Differentiating both sides of equation (1) with respect to x, we have:
$\dfrac{{dy}}{{dx}} = \dfrac{d}{{dx}}(P{e^{ax}} + Q{e^{bx}})$
We know that the derivative of the sum of two functions is the sum of the derivative of the two functions. Hence, we have:
$\dfrac{{dy}}{{dx}} = \dfrac{d}{{dx}}(P{e^{ax}}) + \dfrac{d}{{dx}}(Q{e^{bx}})$
The derivative of ${e^{ax}}$ is $a{e^{ax}}$ , then, we have:
$\dfrac{{dy}}{{dx}} = aP{e^{ax}} + bQ{e^{bx}}..........(3)$
Differentiating both sides of equation (3) with respect to x, we have:
$\dfrac{{{d^2}y}}{{d{x^2}}} = \dfrac{d}{{dx}}(aP{e^{ax}} + bQ{e^{bx}})$
Simplifying, we have:
$\dfrac{{{d^2}y}}{{d{x^2}}} = \dfrac{d}{{dx}}(aP{e^{ax}}) + \dfrac{d}{{dx}}(bQ{e^{bx}})$
$\dfrac{{{d^2}y}}{{d{x^2}}} = {a^2}P{e^{ax}} + {b^2}Q{e^{bx}}..........(4)$
Let $LHS = \dfrac{{{d^2}y}}{{d{x^2}}} - (a + b)\dfrac{{dy}}{{dx}} + aby$ , then substituting equations (1), (3) and (4) in equation (2), we have:
$LHS = {a^2}P{e^{ax}} + {b^2}Q{e^{bx}} - (a + b)(aP{e^{ax}} + bQ{e^{bx}}) + ab(P{e^{ax}} + Q{e^{bx}})$
Evaluating, we have:
$LHS = {a^2}P{e^{ax}} + {b^2}Q{e^{bx}} - {a^2}P{e^{ax}} - abP{e^{ax}} - {b^2}Q{e^{bx}} - abQ{e^{bx}} + abP{e^{ax}} + abQ{e^{bx}}$
Canceling common terms, we have:
$LHS = 0$
$\dfrac{{{d^2}y}}{{d{x^2}}} - (a + b)\dfrac{{dy}}{{dx}} + aby = 0$
Hence, we showed $\dfrac{{{d^2}y}}{{d{x^2}}} - (a + b)\dfrac{{dy}}{{dx}} + aby = 0$ .

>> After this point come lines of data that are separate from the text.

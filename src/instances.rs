//! # Weighted CNF Instance Representations
//!
//! Variable managers, plain CNF formulas and weighted CNF instances ready to
//! be handed to a knowledge compiler or weighted model counter.

use std::{fmt, hash::Hash};

use thiserror::Error;

use crate::types::{RsHashMap, Var};

mod sat;
pub use sat::Cnf;

mod weighted;
pub use weighted::{Query, WeightedCnf};

pub mod fio;

/// Trait for variable managers keeping track of used variables
pub trait ManageVars {
    /// Uses up the next free variable
    fn new_var(&mut self) -> Var;
    /// Gets the number of used variables. Typically this is just the index of
    /// the next free variable.
    fn n_used(&self) -> u32;
}

/// Error returned when a key is registered with a [`KeyedVarManager`] twice
#[derive(Error, Debug, Clone, PartialEq, Eq)]
#[error("a variable for `{0}` has already been allocated")]
pub struct DuplicateVariable(pub String);

/// Manager allocating variables for keys in registration order.
///
/// Each key is bound to exactly one variable and the numbering only depends
/// on the order of registration, so encoding the same model twice yields the
/// same variables. Variables may also be allocated without a key through
/// [`ManageVars::new_var`].
#[derive(Clone, Debug)]
pub struct KeyedVarManager<K> {
    next_var: Var,
    key_map: RsHashMap<K, Var>,
    keys: Vec<Option<K>>,
}

impl<K> Default for KeyedVarManager<K> {
    fn default() -> Self {
        Self {
            next_var: Var::default(),
            key_map: RsHashMap::default(),
            keys: Vec::new(),
        }
    }
}

impl<K> KeyedVarManager<K>
where
    K: Eq + Hash + Clone + fmt::Display,
{
    /// Creates a new, empty keyed variable manager
    #[must_use]
    pub fn new() -> Self {
        Self::default()
    }

    /// Allocates the next free variable for a key that has not been seen
    /// before.
    ///
    /// # Errors
    ///
    /// [`DuplicateVariable`] if the key already has a variable.
    pub fn register(&mut self, key: K) -> Result<Var, DuplicateVariable> {
        if self.key_map.contains_key(&key) {
            return Err(DuplicateVariable(key.to_string()));
        }
        let v = self.new_var();
        log::trace!("allocated {v} for {key}");
        self.keys[v.idx()] = Some(key.clone());
        self.key_map.insert(key, v);
        Ok(v)
    }

    /// Looks up the variable of a key without allocating
    #[must_use]
    pub fn get(&self, key: &K) -> Option<Var> {
        self.key_map.get(key).copied()
    }

    /// Iterates over all keyed variables in allocation order
    pub fn iter(&self) -> impl Iterator<Item = (Var, &K)> + '_ {
        self.keys.iter().enumerate().filter_map(|(idx, key)| {
            let idx = u32::try_from(idx).ok()?;
            key.as_ref().map(|k| (Var::new(idx), k))
        })
    }
}

impl<K> ManageVars for KeyedVarManager<K> {
    fn new_var(&mut self) -> Var {
        let v = self.next_var;
        self.next_var = v + 1;
        self.keys.push(None);
        v
    }

    fn n_used(&self) -> u32 {
        self.next_var.idx32()
    }
}

#[cfg(test)]
mod tests {
    use super::{DuplicateVariable, KeyedVarManager, ManageVars};
    use crate::var;

    #[test]
    fn keyed_registration_order() {
        let mut vm = KeyedVarManager::new();
        assert_eq!(vm.register("a".to_string()), Ok(var![0]));
        assert_eq!(vm.register("b".to_string()), Ok(var![1]));
        assert_eq!(vm.new_var(), var![2]);
        assert_eq!(vm.register("c".to_string()), Ok(var![3]));
        assert_eq!(vm.get(&"b".to_string()), Some(var![1]));
        let keys: Vec<_> = vm.iter().map(|(v, k)| (v, k.as_str())).collect();
        assert_eq!(keys, vec![(var![0], "a"), (var![1], "b"), (var![3], "c")]);
    }

    #[test]
    fn keyed_duplicate() {
        let mut vm = KeyedVarManager::new();
        vm.register("a".to_string()).unwrap();
        assert_eq!(
            vm.register("a".to_string()),
            Err(DuplicateVariable("a".to_string()))
        );
        assert_eq!(vm.n_used(), 1);
    }
}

Note: Do not forget the negative sign when evaluating $- (a + b)\dfrac{{dy}}{{dx}}$ and remember that the differentiation of $a{e^{ax}}$ is ${a^2}{e^{ax}}$ .Students should remember the formulas of product of differentiation and quotient of differentiation for solving these types of problems.